He had turned himself about as she spoke, and now instead of sitting he knelt by her side, she leaning on her elbow toward him. In the humility of the simple words, there was something exquisite to him, they flooded his heart with a tender protectiveness.

“Oh, my darling, you say that to me! Indeed, indeed, I never reproached you.”

Dora was still grave.

“I know that,” she said, “but I reproached myself. How could I help it? But, Claude, the sting has gone out of my self-reproach. I can’t help it: it has. You have to tell me, if you truly can, that I needn’t barb it again.

He saw she wanted the direct answer.

“You need not,” he said. “And I think you cannot. You can’t make an old bruise ache again when it is well.”
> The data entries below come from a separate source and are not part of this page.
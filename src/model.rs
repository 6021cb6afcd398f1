use serde::Serialize;

/// One row of the league's squad stats table.
#[derive(Debug, Clone, PartialEq, Serialize)]
pub struct TeamStatRow {
    pub name: String,
    pub avg_goals_per_match: f64,
}

impl TeamStatRow {
    pub fn new(name: impl Into<String>, avg_goals_per_match: f64) -> Self {
        Self {
            name: name.into(),
            avg_goals_per_match,
        }
    }

    /// A usable Poisson rate: finite and non-negative.
    pub fn has_valid_average(&self) -> bool {
        self.avg_goals_per_match.is_finite() && self.avg_goals_per_match >= 0.0
    }
}

#[derive(Debug, Clone, PartialEq, Serialize)]
pub struct MatchEstimate {
    pub home: TeamStatRow,
    pub away: TeamStatRow,
    pub btts_pct: f64,
    pub over15_pct: f64,
}

impl MatchEstimate {
    pub fn combined_average(&self) -> f64 {
        self.home.avg_goals_per_match + self.away.avg_goals_per_match
    }
}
“Then it has gone,” she said. “Pull me up, dear, with those strong hands.”

He raised her to her feet, and she clung to him a moment.

“Oh, Claude! it is getting near the best time of all,” she said. “Your mother once told me that to bear a child was the best thing God ever thought of for women. Oh dear! and she was so funny at tea. Dad said something about a foreman he had discharged with nine children and another coming, and she pulled him up. How beautifully laughter and the biggest things in the world go together. They don’t interfere with one another in the least.”

“Lord! and to think that once I used to believe you weren’t respectful enough to Dad and her,” said he.